Si possono perdere 10 kg con il digiuno intermittente in un mese? Perdere 10 kg in un mese non è realistico né salutare. La maggior parte delle persone perde 3–6 kg nel primo mese, con la prima settimana che rappresenta una porzione maggiore dovuta al peso dell'acqua. La perdita di grasso sostenibile è mediamente di 0,5–1 kg a settimana.

Perché non dimagrisco con il digiuno intermittente? Le cause più comuni sono: mangiare cibi sbagliati durante la finestra alimentare (zucchero, cereali raffinati, alimenti processati), interrompere inavvertitamente il digiuno con bevande aromatizzate o piccoli morsi, mangiare troppo durante la finestra alimentare, oppure una finestra di digiuno troppo corta per attivare la vera combustione dei grassi. Verifica tutti questi aspetti prima di concludere che il digiuno non funziona.

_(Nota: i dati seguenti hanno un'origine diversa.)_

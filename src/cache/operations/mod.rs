/// 缓存操作
/// 提供缓存操作的功能实现

// 消息缓存操作
pub mod message;

pub use message::CachedMessageSource;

Il digiuno intermittente è meglio del conteggio delle calorie per perdere peso? Molte persone trovano il digiuno intermittente più sostenibile del conteggio delle calorie perché riduce naturalmente la fame quando si mangiano i cibi giusti. Non è necessario contare nulla — il corpo regola l'assunzione quando l'insulina rimane bassa e la qualità del cibo è alta.

Il digiuno intermittente brucia il grasso della pancia? Sì, ma il grasso addominale è tipicamente l'ultimo ad andarsene. Il corpo brucia prima il grasso in altre aree. Un digiuno costante nel corso di diversi mesi riduce progressivamente il grasso viscerale addominale man mano che i livelli di insulina scendono nel tempo.

Qual è il modo più rapido per dimagrire con il digiuno intermittente? Combina una finestra di digiuno più lunga (18:6 o OMAD), elimina zucchero e cereali raffinati dalla finestra alimentare, punta su proteine e grassi sani, e mantieni la costanza per almeno 30–60 giorni prima di aspettarti cambiamenti significativi nella composizione corporea.


Questo articolo ha uno scopo puramente informativo e non costituisce un consiglio medico.